Mis maestros cantores
De mi madre, recibí también el legado de milongas viejísimas que todavía canto, como Milonga en negro, traída a la ciudad por el payador Higinio Cazón, así como China hereje, que es también de mi remoto repertorio. La debo al gusto de mi padre por ese tipo de canciones viriles, y, sobre todo, a su admiración por otro payador: el oriental Juan Pedro López. Y creo que hemos llegado al punto en que conviene explicar un poco de todo esto de la herencia de los payadores que llevo tan a la vista.
En los años de mi infancia, el lunfardo todavía terminaba de macerarse en leoneras y taquerías, en quecos y bailongos, a pesar de que su existencia había sido reconocida ya cuarenta, cincuenta años atrás. Una que otra palabra asomaba de vez en cuando en las canciones del pueblo, pero sólo el tango habría de ser capaz de hacer durables a esos términos, de abrirles cancha para siempre.
El propio tango había empezado a buscar su destino: ya no se concebían los títulos desfachatados de sus orígenes, como Dame la lata, Mordeme la oreja izquierda, Dos sin sacar y otros de comprensible parentesco con los lugares donde se empezaron a bailar.
Mi noche triste, en 1918, cambia la historia; es el teatro con sus grandes públicos de entonces quien pondrá ese título y esas palabras en boca de todos, como poco después, en 1920, hará con Milonguita y otros muchos.

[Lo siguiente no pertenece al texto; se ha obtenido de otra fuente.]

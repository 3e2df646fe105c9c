// Copyright 2026 the Veneer Authors
// SPDX-License-Identifier: Apache-2.0 OR MIT

//! Per-event choice of downstream target.

use alloc::rc::Rc;

use super::{EventTarget, TargetKey};

type Mapping<T> = dyn Fn(&str, &T) -> Option<Rc<dyn EventTarget<T>>>;

/// Forwards each event to a target chosen by a mapping function.
///
/// Events for which the mapping returns `None` are dropped.
pub struct EventMapper<T: 'static> {
    mapping: Rc<Mapping<T>>,
}

impl<T: 'static> Clone for EventMapper<T> {
    fn clone(&self) -> Self {
        Self {
            mapping: Rc::clone(&self.mapping),
        }
    }
}

impl<T: 'static> core::fmt::Debug for EventMapper<T> {
    fn fmt(&self, f: &mut core::fmt::Formatter<'_>) -> core::fmt::Result {
        f.debug_struct("EventMapper").finish_non_exhaustive()
    }
}

impl<T: 'static> EventMapper<T> {
    /// Creates a mapper from a target-selection function.
    pub fn new(mapping: impl Fn(&str, &T) -> Option<Rc<dyn EventTarget<T>>> + 'static) -> Self {
        Self {
            mapping: Rc::new(mapping),
        }
    }

    /// Forwards the event to the mapped target, if any.
    pub fn trigger(&self, event_type: &str, data: &T) -> bool {
        match (self.mapping)(event_type, data) {
            Some(target) => target.trigger(event_type, data),
            None => false,
        }
    }
}

impl<T: 'static> EventTarget<T> for EventMapper<T> {
    fn trigger(&self, event_type: &str, data: &T) -> bool {
        Self::trigger(self, event_type, data)
    }

    fn target_key(&self) -> TargetKey {
        TargetKey::of(&self.mapping)
    }
}

#[cfg(test)]
mod tests {
    use core::cell::RefCell;

    use super::*;
    use crate::event::EventHandler;

    #[test]
    fn routes_by_payload() {
        let even = EventHandler::<u32>::new();
        let odd = EventHandler::<u32>::new();
        let counts = Rc::new(RefCell::new((0, 0)));

        let c = Rc::clone(&counts);
        let _ = even.on("n", move |_| c.borrow_mut().0 += 1);
        let c = Rc::clone(&counts);
        let _ = odd.on("n", move |_| c.borrow_mut().1 += 1);

        let (e, o) = (even.clone(), odd.clone());
        let mapper = EventMapper::new(move |_: &str, n: &u32| -> Option<Rc<dyn EventTarget<u32>>> {
            if *n == 0 {
                None
            } else if n % 2 == 0 {
                Some(Rc::new(e.clone()))
            } else {
                Some(Rc::new(o.clone()))
            }
        });

        let source = EventHandler::<u32>::new();
        source.pipe(&mapper);
        for n in 1..=5 {
            source.trigger("n", &n);
        }
        assert!(!mapper.trigger("n", &0));
        assert_eq!(*counts.borrow(), (2, 3));
    }
}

Es el fin de la "Guardia vieja", el nacimiento de la nueva orquesta típica. El tango cantado pasa a ser un artículo de aceptación popular O, como ahora se diría, de "consumo masivo". Roberto Firpo desencadena una innovación fatal para los guitarreros al introducir el piano en los conjuntos típicos. Desalojada de allí, a la viola sólo le queda como destino posible el acompañamiento del cantor solitario.
Hasta los cines y teatros van haciendo lugar a los pianos, o a los conjuntos que lo incluyen, y empiezan a desparecer los tríos, cuartetos o quintetos en los que la guitarra era fundadora y guía. Pero por un buen tiempo la vihuela aún será defendida por los últimos payadores.
Yo era apenas un pibe convaleciente del gran jabón de Moquehuá, cuando murió Gabino Ezeiza, casualmente el mismo día de 1916 en que asumió su primera presidencia Hipólito Yrigoyen. Pero por el barrio de Saavedra, los mismo que por otras orillas de la pampa, por los corrales del Oeste o del Sur donde los reseros se juntaban, supo perdurar la presencia de los payadores.
Alcancé a conocer a algunos de larga fama y, ya adolescente, a acompañar a otros que, como alguna vez sucedía, eran hábiles improvisadores pero negados para la guitarra. El de payador es un destino al que llegué tarde pero, alguna vez me prendía también en el viejísimo juego al menos para confirmarme lo difícil y hermoso que era.
En ocasiones me han dicho que se me reconoce cierta influencia de aquellos poetas y cantores. Si fuese verdad sería uno de mis mayores orgullos, de mis mejores méritos.
A otros de aquellos hombres los conocí cuando, ya grandes también en edad, se acercaron a mí con su saludo y los modestos libros o folletos en que habían reunido sus hazañas. De ellos -y de mi memoria- he recogido algunos fragmentos que me parecen un homenaje justo y necesario en mi propio libro.